Roma – Profonda incertezza sulle prospettive finanziarie che spinge al rialzo la propensione al risparmio degli italiani. E’ quanto emerge da una ricerca Bva-Doxa condotta per Groupama Assicurazioni in occasione della II edizione dell’Osservatorio ‘Change Lab, Italia 2030’ sui trend da qui al 2030. Dati alla mano il 42% degli italiani si è detto preoccupato per le sue prospettive economiche, a risentirne maggiormente i giovani tra i 18 e i 34 anni (51%). Questa incertezza induce di conseguenza ad una maggiore propensione al risparmio al 33%, con un tasso che sale al 40% negli adulti tra i 35 e i 54 anni.

Famiglia e figli sono oggi in cima alla classifica dei beni più cari da proteggere per quasi la metà della popolazione italiana (47%); segue la salute (41%) ma anche il patrimonio e i risparmi (30%). Per 4 italiani su 10 (39%) diventa prioritario garantire una serenità economica ai propri familiari, facendo fruttare i capitali messi da parte, percentuale che sale al 54% nelle famiglie con figli piccoli. La ricerca rivela inoltre che più di 1/3 degli intervistati (34%) avrebbe voluto investire i propri risparmi, ma lo ha fatto realmente durante la pandemia solo il 20%. Da segnalare che il 14% degli italiani non è ancora riuscito a concretizzare questo desiderio (percentuale che sale al 27% nel caso dei giovani) mentre il 35% degli intervistati non ha avuto la possibilità di investimenti economici. Far crescere i capitali risparmiati (per il 46%) e assicurare un futuro economicamente più tranquillo a sé stessi e ai propri cari (31%), ma anche non tenere “fermi” troppi soldi sul conto corrente (50%) sono i motivi principali alla base degli investimenti effettuati.

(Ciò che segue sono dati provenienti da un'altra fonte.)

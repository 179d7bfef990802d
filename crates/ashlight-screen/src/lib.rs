//! Ashlight Screen -- display composition, transitions, and sequencing.
//!
//! The presentation half of the engine: the per-iteration display
//! compositor with its partial-redraw bookkeeping, the wipe transition
//! state machine, the demo/intro sequencer that drives the non-interactive
//! title presentation, the graphical startup intro, and the main loop that
//! composes all of it.
//!
//! # Key Types
//!
//! - [`compositor::DisplayCompositor`] -- Per-state draw dispatch, border
//!   redraw budget, wipe handoff.
//! - [`wipe::WipeEngine`] -- Tick-paced blend between frame snapshots.
//! - [`sequencer::DemoSequencer`] -- The intro/title/credits step table.
//! - [`intro::IntroSequence`] -- The timed graphical startup cinematic.
//! - [`mainloop::MainLoop`] -- The iteration pipeline; never returns
//!   except through process termination.

pub mod compositor;
pub mod intro;
pub mod mainloop;
pub mod sequencer;
pub mod wipe;

#[cfg(any(test, feature = "test-utils"))]
pub mod test_utils;
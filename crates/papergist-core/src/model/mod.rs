use std::future::Future;
use std::pin::Pin;
use std::sync::Arc;
use std::time::Duration;

use thiserror::Error;

use crate::ConfigError;

pub mod hf;
pub mod mock;
pub mod openai;

pub use hf::HfInference;
pub use mock::{MockModel, MockResponse};
pub use openai::OpenAiCompatible;

/// Decoding parameters handed to the model on every call. Sampling is
/// always disabled inside the backends, so output is deterministic for a
/// given input and parameter set.
#[derive(Debug, Clone, Copy, PartialEq, Eq)]
pub struct DecodeParams {
    pub max_length: u32,
    pub min_length: u32,
}

impl Default for DecodeParams {
    fn default() -> Self {
        Self {
            max_length: 130,
            min_length: 30,
        }
    }
}

#[derive(Error, Debug)]
pub enum ModelError {
    #[error("empty input passed to the model")]
    EmptyInput,
    #[error("HTTP request error: {0}")]
    Http(#[from] reqwest::Error),
    #[error("model endpoint returned {status}: {message}")]
    Api { status: u16, message: String },
    #[error("malformed model response: {0}")]
    MalformedResponse(String),
}

/// Trait for external summarization model backends.
///
/// The shared HTTP client and per-call timeout come from the caller so a
/// single client is reused across all requests of the process.
pub trait SummaryBackend: Send + Sync {
    fn name(&self) -> &str;

    /// Summarize one chunk of text. Empty input is malformed input and is
    /// rejected before anything goes over the wire.
    fn summarize<'a>(
        &'a self,
        text: &'a str,
        params: &'a DecodeParams,
        client: &'a reqwest::Client,
        timeout: Duration,
    ) -> Pin<Box<dyn Future<Output = Result<String, ModelError>> + Send + 'a>>;
}

/// Which hosted model API to talk to.
#[derive(Debug, Clone, Copy, PartialEq, Eq)]
pub enum ProviderKind {
    HuggingFace,
    OpenAi,
}

impl ProviderKind {
    pub fn parse(s: &str) -> Result<Self, ConfigError> {
        match s.trim().to_ascii_lowercase().as_str() {
            "hf" | "huggingface" => Ok(ProviderKind::HuggingFace),
            "openai" => Ok(ProviderKind::OpenAi),
            other => Err(ConfigError::UnknownProvider(other.to_string())),
        }
    }
}

/// Resolved model settings, assembled by the binaries from flags, env and
/// the config file.
#[derive(Debug, Clone)]
pub struct ModelSettings {
    pub provider: ProviderKind,
    pub model_id: String,
    /// Base URL override; each backend has a sensible default.
    pub endpoint: Option<String>,
    pub api_key: Option<String>,
}

impl Default for ModelSettings {
    fn default() -> Self {
        Self {
            provider: ProviderKind::HuggingFace,
            model_id: hf::DEFAULT_MODEL.to_string(),
            endpoint: None,
            api_key: None,
        }
    }
}

/// Build the process-wide model backend from settings. Called once at
/// startup; the handle is shared for the lifetime of the process.
pub fn build_backend(settings: &ModelSettings) -> Arc<dyn SummaryBackend> {
    match settings.provider {
        ProviderKind::HuggingFace => {
            let mut backend = HfInference::new(&settings.model_id, settings.api_key.clone());
            if let Some(endpoint) = &settings.endpoint {
                backend = backend.with_endpoint(endpoint);
            }
            Arc::new(backend)
        }
        ProviderKind::OpenAi => {
            let mut backend = OpenAiCompatible::new(&settings.model_id, settings.api_key.clone());
            if let Some(endpoint) = &settings.endpoint {
                backend = backend.with_base_url(endpoint);
            }
            Arc::new(backend)
        }
    }
}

Aumenta dunque la propensione alle assicurazioni tra gli italiani: a incidere sulle scelte future di investimento dei nostri connazionali sarà quindi innanzitutto la protezione del capitale (37%), ma sebbene in misura minore conteranno anche i consigli e le indicazioni del proprio consulente finanziario (16%) e i fattori ambientali (16%), percentuale che sale al 24% per i giovani, maggiormente attenti alla sostenibilità, considerato un importante driver in ogni scelta. Guardando al prossimo decennio, infine, immobili e preziosi (20%), ma anche fondi pensione, previdenziali e assicurativi (19%) sono gli ambiti ritenuti più sicuri e promettenti per gli investimenti. Meno fiducia regna, invece, verso bitcoin e criptovalute, fondi bilanciati, conti di deposito, fondi azionari e obbligazionari.